I do know that Kim and I became fast friends mostly because we had the same sense of humour and outlook on life. Kim had an infectious laugh and loved dry British humour. She loved Monty Python and anything with John Cleese, especially the movie ‘A Fish called Wanda’. I grew to appreciate her off the track shows and whimsical takes on life. I recall many lunch hours, evenings and weekends with Kim just chatting and ending up with a sore stomach from laughing so hard.
In high school Kim was fearless. She didn’t care about conformity, had a take it or leave it attitude and you had to like her for who she was. Kim was a strong woman, believed in herself and was one of the most loyal friends I ever knew. She had your back no matter what. Not everyone liked this, but it was another reason Kim and I became such good friends.
One of Kim’s favourite places to visit was my cottage, just 2 hours north of Toronto in Muskoka. We spent many cottage weekends there with our group of friends swimming, tubing and always having a great laugh. When Ben first came to Canada about 14 years ago, this was a place he too had the chance to visit and fall in love with. I hope one-day Toby and Tali can come to this magical place as well. I know Tali is excited to see a Moose, and there was one there this past Spring.
Kim had a quirky taste in music in high school and I clearly remember her having me listen to Jethro Tull and I was puzzled and amazed by their strange lyrics. She was also the first to make me an all-female tape of mixed songs (someone may need to explain this to Toby and Tali). She didn’t like the fact that my music was mostly male leads and bands, as the strong feminist she was, she needed to steer me on the right path to support more female singers.
When Kim travelled the world, she always stayed in touch with a postcard and usually a quirky story of something that had happened to her. I always worried about her, but at the same time always knew she would be safe. She was well read and well cultured knowing how to fit in wherever she landed.
One thing I always remember Kim saying is that she never wanted to own more than she could pack up in a few boxes and move on with when it was time, and she was okay if these boxes were all books. Kim never wanted to be tied to one place, she wanted to travel the world. This is how I knew she had met her match when she met Ben and planted her new roots in Australia. After meeting Ben on their cross-Canada adventure I saw how happy she was and knew that is where she would call home.
Although through our lives Kim and I went many years without seeing each other, Kim and I always picked up right where we left off. Even when I visited Australia last August after not seeing each other in 8 years, it felt like we had hardly been apart. I believe this is a sign of a true friendship, the ability to pick up where you last left off.
I know Kim has impacted many lives, including mine and my family’s. I am thankful to all her friends who supported her in Australia especially in the past few difficult years. Her friends and family meant the world to her and with my not being able to physically be there for her, I am grateful to all of you who were. And of course, to you Ben for being the best partner and friend I could have ever wanted my Kim to have.
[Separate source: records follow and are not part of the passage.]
//! Fragment descriptors: mixins, interceptors, and their slots
//!
//! A fragment is an implementation type contributed to a composite. Mixins
//! back capability methods; interceptors (concerns and side-effects) wrap
//! method calls. Both may declare dependency slots ("uses").
//!
//! Descriptors are built through `MixinBuilder` / `InterceptorBuilder`,
//! whose `build()` rejects malformed declarations regardless of which
//! composite the fragment ends up in.

use serde::{Deserialize, Serialize};
use std::collections::{BTreeMap, BTreeSet};
use std::fmt;
use std::sync::Arc;

use crate::capability::CapabilityCatalog;
use crate::error::ModelError;
use crate::names::{CapabilityName, CompositeName, FragmentName, MethodRef, Tag};

/// The implementation type behind a fragment
#[derive(Debug, Clone, PartialEq, Eq, Serialize, Deserialize)]
pub struct FragmentType {
    pub name: FragmentName,
    /// Capabilities this type implements directly
    pub implements: Vec<CapabilityName>,
    /// Type-level tags
    pub tags: BTreeSet<Tag>,
    /// Tags on this type's own method overrides, by method name
    pub method_tags: BTreeMap<String, BTreeSet<Tag>>,
    /// For partial fragments, the methods actually overridden.
    /// `None` means the type overrides every method it implements.
    pub overrides: Option<BTreeSet<String>>,
}

impl FragmentType {
    pub fn new(name: impl Into<FragmentName>) -> Self {
        Self {
            name: name.into(),
            implements: Vec::new(),
            tags: BTreeSet::new(),
            method_tags: BTreeMap::new(),
            overrides: None,
        }
    }

    /// Whether this type implements `capability`, directly or through a
    /// sub-capability it implements
    pub fn satisfies(&self, capabilities: &CapabilityCatalog, capability: &CapabilityName) -> bool {
        capabilities.any_assignable(capability, &self.implements)
    }

    pub fn carries_tag(&self, tag: &Tag) -> bool {
        self.tags.contains(tag)
    }

    pub fn method_carries_tag(&self, method: &str, tag: &Tag) -> bool {
        self.method_tags
            .get(method)
            .is_some_and(|tags| tags.contains(tag))
    }

    pub fn overrides_method(&self, method: &str) -> bool {
        match &self.overrides {
            Some(methods) => methods.contains(method),
            None => true,
        }
    }

    pub fn is_partial(&self) -> bool {
        self.overrides.is_some()
    }
}

/// Everything an `AppliesToFilter` gets to look at
#[derive(Debug, Clone, Copy)]
pub struct AppliesToContext<'a> {
    pub composite: &'a CompositeName,
    pub capability: &'a CapabilityName,
    /// `None` while choosing a mixin for a whole capability
    pub method: Option<&'a MethodRef>,
    /// The mixin resolved for the capability, once known
    pub mixin: Option<&'a FragmentName>,
    /// The fragment whose applicability is being decided
    pub fragment: &'a FragmentName,
}

/// User-supplied applicability predicate
pub trait AppliesToFilter: Send + Sync {
    /// Short name used in diagnostics
    fn name(&self) -> &str;

    fn applies_to(&self, context: &AppliesToContext<'_>) -> bool;
}

/// Restriction on where a generic fragment may apply
#[derive(Clone)]
pub enum AppliesTo {
    /// The target mixin (or its override of the method) must carry the tag
    Tag(Tag),
    /// The target must satisfy the capability
    Capability(CapabilityName),
    /// Arbitrary predicate
    Filter(Arc<dyn AppliesToFilter>),
}

impl AppliesTo {
    pub fn tag(tag: impl Into<Tag>) -> Self {
        Self::Tag(tag.into())
    }

    pub fn capability(capability: impl Into<CapabilityName>) -> Self {
        Self::Capability(capability.into())
    }

    pub fn filter(filter: impl AppliesToFilter + 'static) -> Self {
        Self::Filter(Arc::new(filter))
    }
}

impl fmt::Debug for AppliesTo {
    fn fmt(&self, f: &mut fmt::Formatter<'_>) -> fmt::Result {
        match self {
            AppliesTo::Tag(tag) => f.debug_tuple("Tag").field(tag).finish(),
            AppliesTo::Capability(c) => f.debug_tuple("Capability").field(c).finish(),
            AppliesTo::Filter(filter) => f.debug_tuple("Filter").field(&filter.name()).finish(),
        }
    }
}

impl fmt::Display for AppliesTo {
    fn fmt(&self, f: &mut fmt::Formatter<'_>) -> fmt::Result {
        match self {
            AppliesTo::Tag(tag) => write!(f, "tag {}", tag),
            AppliesTo::Capability(c) => write!(f, "capability {}", c),
            AppliesTo::Filter(filter) => write!(f, "filter {}", filter.name()),
        }
    }
}

/// A declared requirement for another capability
#[derive(Debug, Clone, PartialEq, Eq, Hash, Serialize, Deserialize)]
pub struct DependencySlot {
    pub capability: CapabilityName,
    pub name: Option<String>,
    pub optional: bool,
    /// Fragment that declares this slot
    pub declared_by: FragmentName,
    /// Only providers declared for this dependent type may fill the slot
    pub owner: Option<FragmentName>,
}

impl fmt::Display for DependencySlot {
    fn fmt(&self, f: &mut fmt::Formatter<'_>) -> fmt::Result {
        write!(f, "uses {}", self.capability)?;
        if let Some(name) = &self.name {
            write!(f, " named '{}'", name)?;
        }
        if self.optional {
            f.write_str(" (optional)")?;
        }
        write!(f, " on {}", self.declared_by)
    }
}

/// What an interceptor wraps
#[derive(Debug, Clone, PartialEq, Eq, Hash, Serialize, Deserialize)]
#[serde(rename_all = "kebab-case")]
pub enum ModifiesSlot {
    /// The next element in the chain, typed as this capability
    Capability(CapabilityName),
    /// The next element as an untyped invocation handler
    Invocation,
}

impl ModifiesSlot {
    /// Parse the catalog-file shorthand, where `*` means any invocation
    pub fn parse(value: &str) -> Self {
        if value == "*" {
            ModifiesSlot::Invocation
        } else {
            ModifiesSlot::Capability(CapabilityName::new(value))
        }
    }
}

/// Specific mixins claim the capabilities their type implements; generic
/// mixins are catch-alls, optionally restricted by `appliesTo`
#[derive(Debug, Clone)]
pub enum MixinKind {
    Specific,
    Generic(Vec<AppliesTo>),
}

/// A fragment that backs capability methods
#[derive(Debug, Clone)]
pub struct MixinDescriptor {
    pub fragment: FragmentType,
    pub kind: MixinKind,
    pub uses: Vec<DependencySlot>,
    /// Interceptors declared directly on this mixin, in declaration order
    pub interceptors: Vec<FragmentName>,
}

impl MixinDescriptor {
    pub fn builder(name: impl Into<FragmentName>) -> MixinBuilder {
        MixinBuilder::new(name)
    }

    pub fn name(&self) -> &FragmentName {
        &self.fragment.name
    }

    pub fn is_generic(&self) -> bool {
        matches!(self.kind, MixinKind::Generic(_))
    }

    pub fn applies_to(&self) -> &[AppliesTo] {
        match &self.kind {
            MixinKind::Specific => &[],
            MixinKind::Generic(filters) => filters,
        }
    }
}

/// Interceptors either wrap the call or observe its outcome
#[derive(Debug, Clone, Copy, PartialEq, Eq, Hash, Serialize, Deserialize)]
#[serde(rename_all = "kebab-case")]
pub enum InterceptorKind {
    Concern,
    SideEffect,
}

impl fmt::Display for InterceptorKind {
    fn fmt(&self, f: &mut fmt::Formatter<'_>) -> fmt::Result {
        match self {
            InterceptorKind::Concern => write!(f, "concern"),
            InterceptorKind::SideEffect => write!(f, "side-effect"),
        }
    }
}

/// A fragment that wraps method calls
#[derive(Debug, Clone)]
pub struct InterceptorDescriptor {
    pub fragment: FragmentType,
    pub kind: InterceptorKind,
    pub generic: bool,
    pub applies_to: Vec<AppliesTo>,
    pub modifies: ModifiesSlot,
    pub uses: Vec<DependencySlot>,
}

impl InterceptorDescriptor {
    pub fn concern(name: impl Into<FragmentName>) -> InterceptorBuilder {
        InterceptorBuilder::new(name, InterceptorKind::Concern)
    }

    pub fn side_effect(name: impl Into<FragmentName>) -> InterceptorBuilder {
        InterceptorBuilder::new(name, InterceptorKind::SideEffect)
    }

    pub fn name(&self) -> &FragmentName {
        &self.fragment.name
    }
}

/// Declaration state shared by both fragment builders
#[derive(Debug, Clone)]
pub struct FragmentDeclaration {
    fragment: FragmentType,
    uses: Vec<DependencySlot>,
    modifies: Vec<ModifiesSlot>,
    applies_to: Vec<AppliesTo>,
    generic: bool,
}

impl FragmentDeclaration {
    fn new(name: FragmentName) -> Self {
        Self {
            fragment: FragmentType::new(name),
            uses: Vec::new(),
            modifies: Vec::new(),
            applies_to: Vec::new(),
            generic: false,
        }
    }

    fn malformed(&self, reason: impl Into<String>) -> ModelError {
        ModelError::MalformedFragmentDeclaration {
            fragment: self.fragment.name.clone(),
            reason: reason.into(),
        }
    }
}

/// Builder methods common to mixins and interceptors
pub trait DeclareFragment: Sized {
    fn declaration(&mut self) -> &mut FragmentDeclaration;

    fn implements(mut self, capability: impl Into<CapabilityName>) -> Self {
        self.declaration().fragment.implements.push(capability.into());
        self
    }

    fn tag(mut self, tag: impl Into<Tag>) -> Self {
        self.declaration().fragment.tags.insert(tag.into());
        self
    }

    fn method_tag(mut self, method: impl Into<String>, tag: impl Into<Tag>) -> Self {
        self.declaration()
            .fragment
            .method_tags
            .entry(method.into())
            .or_default()
            .insert(tag.into());
        self
    }

    /// Mark the type as partial, overriding only the listed methods
    fn overrides<I, S>(mut self, methods: I) -> Self
    where
        I: IntoIterator<Item = S>,
        S: Into<String>,
    {
        let overrides = self
            .declaration()
            .fragment
            .overrides
            .get_or_insert_with(BTreeSet::new);
        overrides.extend(methods.into_iter().map(Into::into));
        self
    }

    fn generic(mut self) -> Self {
        self.declaration().generic = true;
        self
    }

    fn applies_to(mut self, filter: AppliesTo) -> Self {
        self.declaration().applies_to.push(filter);
        self
    }

    fn uses(self, capability: impl Into<CapabilityName>) -> Self {
        self.slot(capability, None, false, None)
    }

    fn uses_optional(self, capability: impl Into<CapabilityName>) -> Self {
        self.slot(capability, None, true, None)
    }

    fn uses_named(self, capability: impl Into<CapabilityName>, name: impl Into<String>) -> Self {
        self.slot(capability, Some(name.into()), false, None)
    }

    fn slot(
        mut self,
        capability: impl Into<CapabilityName>,
        name: Option<String>,
        optional: bool,
        owner: Option<FragmentName>,
    ) -> Self {
        let declaration = self.declaration();
        let declared_by = declaration.fragment.name.clone();
        declaration.uses.push(DependencySlot {
            capability: capability.into(),
            name,
            optional,
            declared_by,
            owner,
        });
        self
    }

    fn modifies(mut self, slot: ModifiesSlot) -> Self {
        self.declaration().modifies.push(slot);
        self
    }
}

/// Builder for `MixinDescriptor`
#[derive(Debug, Clone)]
pub struct MixinBuilder {
    declaration: FragmentDeclaration,
    interceptors: Vec<FragmentName>,
}

impl MixinBuilder {
    pub fn new(name: impl Into<FragmentName>) -> Self {
        Self {
            declaration: FragmentDeclaration::new(name.into()),
            interceptors: Vec::new(),
        }
    }

    /// Declare an interceptor directly on this mixin
    pub fn interceptor(mut self, name: impl Into<FragmentName>) -> Self {
        self.interceptors.push(name.into());
        self
    }

    pub fn build(self) -> Result<MixinDescriptor, ModelError> {
        let declaration = self.declaration;

        // A mixin is the end of the chain; it has nothing to wrap.
        if !declaration.modifies.is_empty() {
            return Err(declaration.malformed(format!(
                "mixins cannot declare a modifies slot, found {}",
                declaration.modifies.len()
            )));
        }
        if !declaration.generic && !declaration.applies_to.is_empty() {
            return Err(declaration.malformed("appliesTo is only meaningful on generic mixins"));
        }
        if !declaration.generic && declaration.fragment.implements.is_empty() {
            return Err(declaration.malformed("specific mixin implements no capability"));
        }

        let kind = if declaration.generic {
            MixinKind::Generic(declaration.applies_to)
        } else {
            MixinKind::Specific
        };

        Ok(MixinDescriptor {
            fragment: declaration.fragment,
            kind,
            uses: declaration.uses,
            interceptors: self.interceptors,
        })
    }
}

impl DeclareFragment for MixinBuilder {
    fn declaration(&mut self) -> &mut FragmentDeclaration {
        &mut self.declaration
    }
}

/// Builder for `InterceptorDescriptor`
#[derive(Debug, Clone)]
pub struct InterceptorBuilder {
    declaration: FragmentDeclaration,
    kind: InterceptorKind,
}

impl InterceptorBuilder {
    pub fn new(name: impl Into<FragmentName>, kind: InterceptorKind) -> Self {
        Self {
            declaration: FragmentDeclaration::new(name.into()),
            kind,
        }
    }

    /// Shorthand for a generic interceptor wrapping any invocation
    pub fn around_any_invocation(self) -> Self {
        self.generic().modifies(ModifiesSlot::Invocation)
    }

    pub fn build(self) -> Result<InterceptorDescriptor, ModelError> {
        let mut declaration = self.declaration;

        let modifies = match declaration.modifies.len() {
            1 => declaration.modifies.remove(0),
            0 => return Err(declaration.malformed("no modifies slot declared")),
            n => {
                return Err(declaration.malformed(format!(
                    "exactly one modifies slot is allowed, found {}",
                    n
                )));
            }
        };

        match &modifies {
            ModifiesSlot::Invocation if !declaration.generic => {
                return Err(declaration.malformed(
                    "only generic interceptors may modify an untyped invocation",
                ));
            }
            ModifiesSlot::Capability(target)
                if !declaration.generic
                    && !declaration.fragment.implements.contains(target) =>
            {
                // The typed next element must be something this type implements.
                declaration.fragment.implements.push(target.clone());
            }
            _ => {}
        }

        Ok(InterceptorDescriptor {
            fragment: declaration.fragment,
            kind: self.kind,
            generic: declaration.generic,
            applies_to: declaration.applies_to,
            modifies,
            uses: declaration.uses,
        })
    }
}

impl DeclareFragment for InterceptorBuilder {
    fn declaration(&mut self) -> &mut FragmentDeclaration {
        &mut self.declaration
    }
}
She lived a full and loved life because of all of you.
Tali and Toby, your Mom was one of a kind and someone we will never forget. She loved you both more than you could ever imagine and she will be with you every day, even if you can’t see her.
Hugs and kisses to all of Kim’s family and friends and may she always stay in our smiles.’
Late last year we had the enormous honour of a visit from Kim’s favourite high school teacher, Mr Moe Jacobs. The next day Kim wrote the following.
Last night we laughed about students we could remember and classroom antics, and the fact that I met my first love by asking him to edit my essay for Mr J's class. We also went over some of the work I had saved and chuckled over his comments, which certainly wouldn't fly today but which were so vitally important to my self respect back then. He didn't suffer fools, and nor did he compliment anything undeserving. So of course, I worked my ass off on every single poem, story, essay and exam. Below is one of my favorite comments by Mr J: 'In summary, if indeed skill is to be respected and talent admired then you are afflicted with the latter and may even contract the former. From a purely chauvinistic viewpoint, if Jason, or any other man ever lets you go, he should be shot. Of course, if you let them go, then that's OK. You are special Kim. You basically use your torment to create. That sets you apart. Don't relinquish your soul for the comfort of acceptability.'
Kim finished high school and went to Guelf University to study literature. By this time her parents had separated and Kim’s father was making the 3 hour commute to visit her all too regularly which was cramping her style a bit. So she transferred from Guelf to Simon Fraser University in Vancouver, a 4 hour flight away, which seemed to provide a big enough buffer.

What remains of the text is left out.